I take Mitch Leiberman’s post to be that at some point, you may have maxed out the Experience Portfolio along one dimension without creating a differentiated offering. When that happens, try reducing the investment on one of the dimensions and refocusing it elsewhere to create a more optimal overall experience. Classified ads are the same every you look. Giving more font control or some such wasn’t really going to be worth the effort, so Craigslist broke the mold by investing in other portfolio categories than the “Product” specifically.

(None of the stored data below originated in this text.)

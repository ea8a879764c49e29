//! Connection manager for the game socket
//!
//! Owns the single logical connection to the game server: its state, its
//! identity and the reconnection policy. It performs no I/O itself. Every
//! decision comes back as a [`ConnectRequest`] or a [`Dispatch`] that the
//! driver hands to the transport.
//!
//! # Lifecycle
//!
//! ```text
//! Closed ──open()──▶ Connecting ──on_opened()──▶ Open
//!   ▲                   │  ▲                       │
//!   │                   │  └──on_connect_failed()──┤ (backoff)
//!   └───────────────────┴──────on_closed()─────────┘ (immediate retry)
//! ```
//!
//! Every attempt carries a number; events from superseded attempts are
//! ignored so a late close can never tear down a newer link.

use crate::core::ReconnectSettings;
use crate::networking::backoff::Backoff;
use shared::GameMessage;
use std::time::Duration;
use tracing::{debug, info, warn};
use uuid::Uuid;

/// State of the logical connection
#[derive(Debug, Clone, Copy, PartialEq, Eq, Default)]
pub enum ConnectionState {
    #[default]
    Closed,
    /// An attempt is scheduled or in flight
    Connecting,
    Open,
}

/// Ask the transport to (re)connect after `delay`
#[derive(Debug, Clone, PartialEq, Eq)]
pub struct ConnectRequest {
    pub attempt: u64,
    pub url: String,
    pub delay: Duration,
}

/// Outcome of [`ConnectionManager::send`]
#[derive(Debug, Clone, PartialEq, Eq)]
pub enum Dispatch {
    /// Write this text frame on the open link
    Transmit(String),
    /// Not open; the message is gone. Carries a reconnect when one was started.
    Dropped { reconnect: Option<ConnectRequest> },
}

/// Owns one logical connection and its reconnection policy
#[derive(Debug, Clone)]
pub struct ConnectionManager {
    url: String,
    state: ConnectionState,
    connection_id: Option<Uuid>,
    attempt: u64,
    backoff: Backoff,
}

impl ConnectionManager {
    pub fn new(url: impl Into<String>, settings: &ReconnectSettings) -> Self {
        Self {
            url: url.into(),
            state: ConnectionState::Closed,
            connection_id: None,
            attempt: 0,
            backoff: Backoff::new(settings),
        }
    }

    pub fn url(&self) -> &str {
        &self.url
    }

    pub fn state(&self) -> ConnectionState {
        self.state
    }

    pub fn is_open(&self) -> bool {
        self.state == ConnectionState::Open
    }

    /// Identity of the current open link
    pub fn connection_id(&self) -> Option<Uuid> {
        self.connection_id
    }

    /// Number of the most recent attempt
    pub fn current_attempt(&self) -> u64 {
        self.attempt
    }

    /// Start connecting. Returns `None` when already open or connecting.
    pub fn open(&mut self) -> Option<ConnectRequest> {
        if self.state != ConnectionState::Closed {
            return None;
        }
        info!("[NETWORK] Connecting to {}", self.url);
        Some(self.schedule())
    }

    /// The transport finished the handshake for `attempt`
    ///
    /// Returns the fresh connection identity; the caller must send exactly
    /// one `join` on it.
    pub fn on_opened(&mut self, attempt: u64) -> Option<Uuid> {
        if attempt != self.attempt || self.state != ConnectionState::Connecting {
            debug!("[NETWORK] Ignoring open for stale attempt {}", attempt);
            return None;
        }
        let id = Uuid::new_v4();
        self.state = ConnectionState::Open;
        self.connection_id = Some(id);
        self.backoff.reset();
        info!("[NETWORK] Connected (attempt {}, connection {})", attempt, id);
        Some(id)
    }

    /// The link for `attempt` closed
    pub fn on_closed(&mut self, attempt: u64) -> Option<ConnectRequest> {
        if attempt != self.attempt {
            debug!("[NETWORK] Ignoring close for stale attempt {}", attempt);
            return None;
        }
        match self.state {
            ConnectionState::Open => {
                warn!("[NETWORK] Disconnected from server, reconnecting");
                self.connection_id = None;
                self.backoff.reset();
                Some(self.schedule())
            }
            ConnectionState::Connecting => self.on_connect_failed(attempt),
            ConnectionState::Closed => None,
        }
    }

    /// The attempt `attempt` never opened
    pub fn on_connect_failed(&mut self, attempt: u64) -> Option<ConnectRequest> {
        if attempt != self.attempt || self.state != ConnectionState::Connecting {
            debug!("[NETWORK] Ignoring failure for stale attempt {}", attempt);
            return None;
        }
        let request = self.schedule();
        warn!(
            "[NETWORK] Connection attempt {} failed ({} in a row), retrying in {:?}",
            attempt,
            self.backoff.attempts().saturating_sub(1),
            request.delay
        );
        Some(request)
    }

    /// Encode `message` for the open link, or drop it
    ///
    /// Delivery is at-most-once: nothing is queued while the link is down.
    pub fn send(&mut self, message: &GameMessage) -> Dispatch {
        match self.state {
            ConnectionState::Open => Dispatch::Transmit(message.encode()),
            ConnectionState::Connecting => {
                warn!(
                    "[NETWORK] Dropping {} while reconnecting",
                    message.kind()
                );
                Dispatch::Dropped { reconnect: None }
            }
            ConnectionState::Closed => {
                warn!(
                    "[NETWORK] Dropping {} while closed, reconnecting",
                    message.kind()
                );
                self.backoff.reset();
                Dispatch::Dropped {
                    reconnect: Some(self.schedule()),
                }
            }
        }
    }

    /// Stop reconnecting and forget the link
    pub fn close(&mut self) {
        self.state = ConnectionState::Closed;
        self.connection_id = None;
        self.attempt += 1;
    }

    fn schedule(&mut self) -> ConnectRequest {
        self.attempt += 1;
        self.state = ConnectionState::Connecting;
        ConnectRequest {
            attempt: self.attempt,
            url: self.url.clone(),
            delay: self.backoff.next_delay(),
        }
    }
}
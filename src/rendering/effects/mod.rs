//! Visual effects layered on top of the board
//!
//! - [`highlight`] - Last-move and check-square marks
//! - [`move_hints`] - Selected square and legal target emphasis

pub mod highlight;
pub mod move_hints;

// Re-export all public items
pub use highlight::*;
pub use move_hints::*;
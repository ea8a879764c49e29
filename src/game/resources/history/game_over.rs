//! Game status tracking and result messages
//!
//! Derives the user-facing status line from the rules engine and the local
//! color. Nothing here is cached: [`GameStatus::evaluate`] is called after
//! every state change and the driver forwards changes to the render surface.
//!
//! # Game Over Conditions
//!
//! ## Checkmate
//! - **Victory**: the side to move is mated and it is not us
//! - **Defeat**: we are the side to move and we are mated
//!
//! ## Draw Conditions
//! - **Stalemate**: side to move has no legal moves but is NOT in check
//! - **InsufficientMaterial**: neither player can deliver checkmate
//! - **Fifty-move rule**: 100 half-moves without capture or pawn move

use crate::game::resources::RulesEngine;
use crate::game::types::PieceColor;

/// What the status line says
///
/// # State Transitions
///
/// ```text
/// AwaitingColor → YourTurn ⇄ OpponentToMove / ProviderThinking
///                     └──────────┴──→ Victory / Defeat / Draw
/// ```
///
/// The three result states are terminal.
#[derive(Debug, Clone, Copy, PartialEq, Eq, Default)]
pub enum GameStatus {
    /// Connected (or connecting) but the server has not told us our color
    #[default]
    AwaitingColor,
    YourTurn,
    /// Waiting for the remote peer
    OpponentToMove,
    /// Waiting for the move provider's reply
    ProviderThinking,
    Victory,
    Defeat,
    Draw,
}

impl GameStatus {
    /// Derive the status from the current position
    pub fn evaluate<E: RulesEngine + ?Sized>(
        engine: &E,
        local_color: Option<PieceColor>,
        provider_pending: bool,
    ) -> Self {
        let Some(local) = local_color else {
            return GameStatus::AwaitingColor;
        };

        if engine.is_checkmate() {
            return if engine.turn_color() == local {
                GameStatus::Defeat
            } else {
                GameStatus::Victory
            };
        }
        if engine.is_draw() {
            return GameStatus::Draw;
        }

        if engine.turn_color() == local {
            GameStatus::YourTurn
        } else if provider_pending {
            GameStatus::ProviderThinking
        } else {
            GameStatus::OpponentToMove
        }
    }

    /// Check if the game has ended
    pub fn is_game_over(self) -> bool {
        matches!(self, GameStatus::Victory | GameStatus::Defeat | GameStatus::Draw)
    }

    /// Human-readable status line
    pub fn message(self) -> &'static str {
        match self {
            GameStatus::AwaitingColor => "Waiting for the server to assign a color...",
            GameStatus::YourTurn => "Your turn to play!",
            GameStatus::OpponentToMove => "Waiting for the opponent...",
            GameStatus::ProviderThinking => "The computer is thinking...",
            GameStatus::Victory => "Game over. Checkmate, you win!",
            GameStatus::Defeat => "Game over. Checkmate, you lose.",
            GameStatus::Draw => "Game over. Draw.",
        }
    }
}
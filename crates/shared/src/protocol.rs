use serde::{Deserialize, Serialize};

/// Errors raised while decoding a frame
#[derive(Debug, thiserror::Error)]
pub enum ProtocolError {
    /// The frame was not valid JSON or did not match any known envelope
    #[error("malformed frame: {0}")]
    Malformed(#[from] serde_json::Error),
}

/// JSON envelope exchanged over the game socket.
///
/// Every frame is an object with a `type` discriminator; the remaining
/// fields depend on the variant. Squares are sent in algebraic notation
/// (`"e4"`) and colors as `"w"` / `"b"`.
#[derive(Serialize, Deserialize, Clone, Debug, PartialEq, Eq)]
#[serde(tag = "type", rename_all = "snake_case")]
pub enum GameMessage {
    // Client → Server
    Join,
    SyncRequest,

    // Server → Client
    AssignColor {
        color: String,
    },
    Sync {
        fen: String,
    },

    // Bidirectional
    Move {
        source: String,
        target: String,
        #[serde(default, skip_serializing_if = "Option::is_none")]
        promotion: Option<String>,
    },
}

impl GameMessage {
    /// Build a `move` frame
    pub fn moved(source: impl Into<String>, target: impl Into<String>) -> Self {
        GameMessage::Move {
            source: source.into(),
            target: target.into(),
            promotion: None,
        }
    }

    /// Wire name of the variant, as found in the `type` field
    pub fn kind(&self) -> &'static str {
        match self {
            GameMessage::Join => "join",
            GameMessage::SyncRequest => "sync_request",
            GameMessage::AssignColor { .. } => "assign_color",
            GameMessage::Sync { .. } => "sync",
            GameMessage::Move { .. } => "move",
        }
    }

    pub fn encode(&self) -> String {
        // Every variant is a plain struct of strings, serialization cannot fail
        serde_json::to_string(self).unwrap_or_else(|_| format!("{{\"type\":\"{}\"}}", self.kind()))
    }

    pub fn decode(frame: &str) -> Result<Self, ProtocolError> {
        serde_json::from_str(frame).map_err(ProtocolError::Malformed)
    }
}
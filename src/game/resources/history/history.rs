//! Move history tracking resource
//!
//! Maintains a chronological, append-only record of every move applied
//! during the session, local or remote, in Standard Algebraic Notation.
//!
//! # Architecture
//!
//! MoveHistory stores a `Vec<HistoryEntry>` where each entry contains:
//! - Ply number (1 = White's first move)
//! - Color of the side that moved
//! - SAN notation as produced by the rules engine (`e4`, `Nf3`, `exd8=Q+`)
//!
//! Entries are never edited or removed. A reconciliation that replaces the
//! board keeps the log: it records what was actually played in this session.
//!
//! # Integration
//!
//! Appended by [`crate::game::systems::coordinator`] as part of the move
//! fan-out. Read by the terminal surface to print the move list.

use crate::game::types::PieceColor;

/// One applied move
#[derive(Debug, Clone, PartialEq, Eq)]
pub struct HistoryEntry {
    /// 1-based half-move number within this session
    pub ply: u32,
    /// Side that made the move
    pub color: PieceColor,
    /// Standard algebraic notation including check markers
    pub notation: String,
}

/// Append-only log of applied moves
///
/// # Examples
///
/// ```rust,ignore
/// let mut history = MoveHistory::default();
/// history.push(PieceColor::White, "e4");
/// history.push(PieceColor::Black, "e5");
///
/// assert_eq!(history.len(), 2);
/// assert_eq!(history.to_move_list(), "1. e4 e5");
/// ```
#[derive(Debug, Clone, Default)]
pub struct MoveHistory {
    /// Chronological list of all moves
    ///
    /// Index 0 = ply 1
    entries: Vec<HistoryEntry>,
}

impl MoveHistory {
    /// Append a move and return the stored entry
    pub fn push(&mut self, color: PieceColor, notation: impl Into<String>) -> &HistoryEntry {
        let ply = u32::try_from(self.entries.len()).unwrap_or(u32::MAX).saturating_add(1);
        self.entries.push(HistoryEntry {
            ply,
            color,
            notation: notation.into(),
        });
        &self.entries[self.entries.len() - 1]
    }

    /// Get the most recent move, if any
    pub fn last_move(&self) -> Option<&HistoryEntry> {
        self.entries.last()
    }

    /// Number of half-moves recorded
    pub fn len(&self) -> usize {
        self.entries.len()
    }

    pub fn is_empty(&self) -> bool {
        self.entries.is_empty()
    }

    /// Get an entry by ply number (1-based)
    pub fn get(&self, ply: u32) -> Option<&HistoryEntry> {
        let index = usize::try_from(ply.checked_sub(1)?).ok()?;
        self.entries.get(index)
    }

    pub fn iter(&self) -> std::slice::Iter<'_, HistoryEntry> {
        self.entries.iter()
    }

    /// Numbered move list, e.g. `1. e4 e5 2. Nf3`
    ///
    /// A log that starts with Black (after a reconciliation onto a position
    /// with Black to move) opens with `1...`.
    pub fn to_move_list(&self) -> String {
        let mut out = String::new();
        let mut move_number = 1u32;
        for (index, entry) in self.entries.iter().enumerate() {
            match entry.color {
                PieceColor::White => {
                    if index > 0 {
                        out.push(' ');
                    }
                    out.push_str(&format!("{}. {}", move_number, entry.notation));
                }
                PieceColor::Black => {
                    if index == 0 {
                        out.push_str(&format!("{}... {}", move_number, entry.notation));
                    } else {
                        out.push(' ');
                        out.push_str(&entry.notation);
                    }
                    move_number += 1;
                }
            }
        }
        out
    }
}

#[cfg(test)]
mod tests {
    use super::*;

    #[test]
    fn test_move_history_default() {
        let history = MoveHistory::default();
        assert!(history.is_empty());
        assert!(history.last_move().is_none());
        assert_eq!(history.to_move_list(), "");
    }

    #[test]
    fn test_push_assigns_ply_numbers() {
        let mut history = MoveHistory::default();
        assert_eq!(history.push(PieceColor::White, "e4").ply, 1);
        assert_eq!(history.push(PieceColor::Black, "e5").ply, 2);

        let last = history.last_move().unwrap();
        assert_eq!(last.notation, "e5");
        assert_eq!(last.color, PieceColor::Black);
        assert_eq!(history.get(1).map(|e| e.notation.as_str()), Some("e4"));
        assert!(history.get(0).is_none());
        assert!(history.get(3).is_none());
    }

    #[test]
    fn test_realistic_game_opening() {
        // Italian Game
        let mut history = MoveHistory::default();
        for (i, san) in ["e4", "e5", "Nf3", "Nc6", "Bc4"].iter().enumerate() {
            let color = if i % 2 == 0 {
                PieceColor::White
            } else {
                PieceColor::Black
            };
            history.push(color, *san);
        }

        assert_eq!(history.len(), 5);
        assert_eq!(history.to_move_list(), "1. e4 e5 2. Nf3 Nc6 3. Bc4");
        assert_eq!(history.iter().filter(|e| e.color == PieceColor::Black).count(), 2);
    }

    #[test]
    fn test_move_list_starting_with_black() {
        let mut history = MoveHistory::default();
        history.push(PieceColor::Black, "e5");
        history.push(PieceColor::White, "Nf3");
        assert_eq!(history.to_move_list(), "1... e5 2. Nf3");
    }
}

Wim does an excellent job of taking the tactical (just seek “engagement” for engagement’s sake) and casting it into a strategic frame: Either gain insight through feedback or create a more personalized experience using engagement. The nature of the personalization should be informed by your overall strategy for differentiating for your customers.
Esteban recognizes that customers make choices that are influenced by context, intent, expectations, and the subsconscious. Have you taken care with your Experience Portfolio investments to properly align those inputs (context, intent, etc.) so that what your customers perceive when forming their impression of you are what you want them to percieve? If not, you’d better hurry to achieve that alignment.